→ Task objective
Which lines of the entries below contain the string "ConfigMode"? Copy each one.

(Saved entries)
____________

//! Command handlers for the `pxd` CLI. Shared helpers live here.

pub mod simulate;

use anyhow::Result;
use pxd_config::{ConfigMode, LoadedConfig};

pub fn parse_config_mode(mode: &str) -> Result<ConfigMode> {
    match mode.trim().to_uppercase().as_str() {
        "DAEMON" => Ok(ConfigMode::Daemon),
        "SIMULATE" => Ok(ConfigMode::Simulate),
        other => anyhow::bail!(
            "invalid --mode '{}'. expected one of: DAEMON | SIMULATE",
            other
        ),
    }
}

/// Load layered config, or the built-in defaults when no path is given.
pub fn load_config(paths: &[String]) -> Result<LoadedConfig> {
    if paths.is_empty() {
        pxd_config::load_layered_yaml_from_strings(&[])
    } else {
        pxd_config::load_layered_yaml(paths)
    }
}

____________

→ Answer box
use pxd_config::{ConfigMode, LoadedConfig};
pub fn parse_config_mode(mode: &str) -> Result<ConfigMode> {
        "DAEMON" => Ok(ConfigMode::Daemon),
        "SIMULATE" => Ok(ConfigMode::Simulate),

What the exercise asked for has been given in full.